- Task to carry out: Write out each line of the entries below that holds the word "HashSet".

[Opening Exercise inputs section]

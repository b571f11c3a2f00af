//! In-process ledger for tests and offline demos.
//!
//! Behaves like the registry: ids start at 1 and increase, records are
//! never removed, and logs reference existing records only. Failure modes can
//! be switched on to exercise error paths.

use std::collections::HashSet;
use std::sync::atomic::{AtomicBool, Ordering};
use std::sync::{Mutex, MutexGuard};

use async_trait::async_trait;
use chrono::Utc;

use super::Ledger;
use crate::error::{MedproofError, Result};
use crate::fingerprint::Fingerprint;
use crate::record::{FileRecord, Identity, NewRecord, RecordId, SubjectReference, VerificationLog};

#[derive(Default)]
struct State {
    records: Vec<FileRecord>,
    logs: Vec<VerificationLog>,
    unsigned: HashSet<Identity>,
}

/// Memory-backed [`Ledger`].
#[derive(Default)]
pub struct MemoryLedger {
    state: Mutex<State>,
    unavailable: AtomicBool,
    reject_appends: AtomicBool,
}

impl MemoryLedger {
    pub fn new() -> Self {
        Self::default()
    }

    /// Make every call fail with `LedgerUnavailable` until switched back.
    pub fn set_available(&self, available: bool) {
        self.unavailable.store(!available, Ordering::SeqCst);
    }

    /// Make verification appends fail with a rejection.
    pub fn set_reject_appends(&self, reject: bool) {
        self.reject_appends.store(reject, Ordering::SeqCst);
    }

    /// Treat `identity` as having no key material.
    pub fn revoke_key(&self, identity: &Identity) {
        self.lock().unsigned.insert(*identity);
    }

    pub fn record_count(&self) -> usize {
        self.lock().records.len()
    }

    pub fn log_count(&self) -> usize {
        self.lock().logs.len()
    }

    fn lock(&self) -> MutexGuard<'_, State> {
        self.state.lock().unwrap_or_else(|poisoned| poisoned.into_inner())
    }

    fn ensure_available(&self) -> Result<()> {
        if self.unavailable.load(Ordering::SeqCst) {
            Err(MedproofError::LedgerUnavailable(
                "memory ledger switched off".into(),
            ))
        } else {
            Ok(())
        }
    }

    fn ensure_signable(state: &State, identity: &Identity) -> Result<()> {
        if state.unsigned.contains(identity) {
            Err(MedproofError::SigningFailure(format!(
                "No signing key for identity {identity}"
            )))
        } else {
            Ok(())
        }
    }

    fn record_index(state: &State, id: RecordId) -> Result<usize> {
        let index = usize::try_from(id)
            .ok()
            .and_then(|id| id.checked_sub(1))
            .filter(|index| *index < state.records.len())
            .ok_or(MedproofError::RecordNotFound(id))?;
        Ok(index)
    }
}

#[async_trait]
impl Ledger for MemoryLedger {
    async fn register(&self, record: NewRecord, uploader: &Identity) -> Result<FileRecord> {
        self.ensure_available()?;
        let mut state = self.lock();
        Self::ensure_signable(&state, uploader)?;

        let stored = FileRecord {
            id: state.records.len() as RecordId + 1,
            file_name: record.file_name,
            file_type: record.file_type,
            file_size_bytes: record.file_size_bytes,
            fingerprint: record.fingerprint,
            content_id: record.content_id,
            uploader: *uploader,
            subject: record.subject,
            registered_at: Utc::now(),
            metadata: record.metadata,
            valid: true,
        };
        state.records.push(stored.clone());
        Ok(stored)
    }

    async fn get_record(&self, id: RecordId) -> Result<FileRecord> {
        self.ensure_available()?;
        let state = self.lock();
        let index = Self::record_index(&state, id)?;
        Ok(state.records[index].clone())
    }

    async fn append_verification(
        &self,
        record_id: RecordId,
        presented: &Fingerprint,
        notes: &str,
        verifier: &Identity,
    ) -> Result<VerificationLog> {
        self.ensure_available()?;
        if self.reject_appends.load(Ordering::SeqCst) {
            return Err(MedproofError::LedgerRejected {
                code: -32000,
                message: "verification append rejected".into(),
            });
        }

        let mut state = self.lock();
        Self::ensure_signable(&state, verifier)?;
        let index = Self::record_index(&state, record_id)?;
        let registered = state.records[index].fingerprint.clone();

        let log = VerificationLog {
            id: state.logs.len() as u64 + 1,
            file_record_id: record_id,
            is_match: registered.matches(presented),
            registered_fingerprint: registered,
            presented_fingerprint: presented.clone(),
            verified_by: *verifier,
            verified_at: Utc::now(),
            notes: notes.to_string(),
        };
        state.logs.push(log.clone());
        Ok(log)
    }

    async fn list_by_subject(&self, subject: &SubjectReference) -> Result<Vec<FileRecord>> {
        self.ensure_available()?;
        Ok(self
            .lock()
            .records
            .iter()
            .filter(|r| &r.subject == subject)
            .cloned()
            .collect())
    }

    async fn list_by_uploader(&self, uploader: &Identity) -> Result<Vec<FileRecord>> {
        self.ensure_available()?;
        Ok(self
            .lock()
            .records
            .iter()
            .filter(|r| &r.uploader == uploader)
            .cloned()
            .collect())
    }

    async fn verification_logs(&self, record_id: RecordId) -> Result<Vec<VerificationLog>> {
        self.ensure_available()?;
        let state = self.lock();
        Self::record_index(&state, record_id)?;
        Ok(state
            .logs
            .iter()
            .filter(|log| log.file_record_id == record_id)
            .cloned()
            .collect())
    }

    async fn invalidate(&self, record_id: RecordId, actor: &Identity) -> Result<()> {
        self.ensure_available()?;
        let mut state = self.lock();
        Self::ensure_signable(&state, actor)?;
        let index = Self::record_index(&state, record_id)?;
        state.records[index].valid = false;
        Ok(())
    }

    async fn health_check(&self) -> Result<()> {
        self.ensure_available()
    }
}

[Closing Exercise inputs section]

- Task result:
use std::collections::HashSet;
    unsigned: HashSet<Identity>,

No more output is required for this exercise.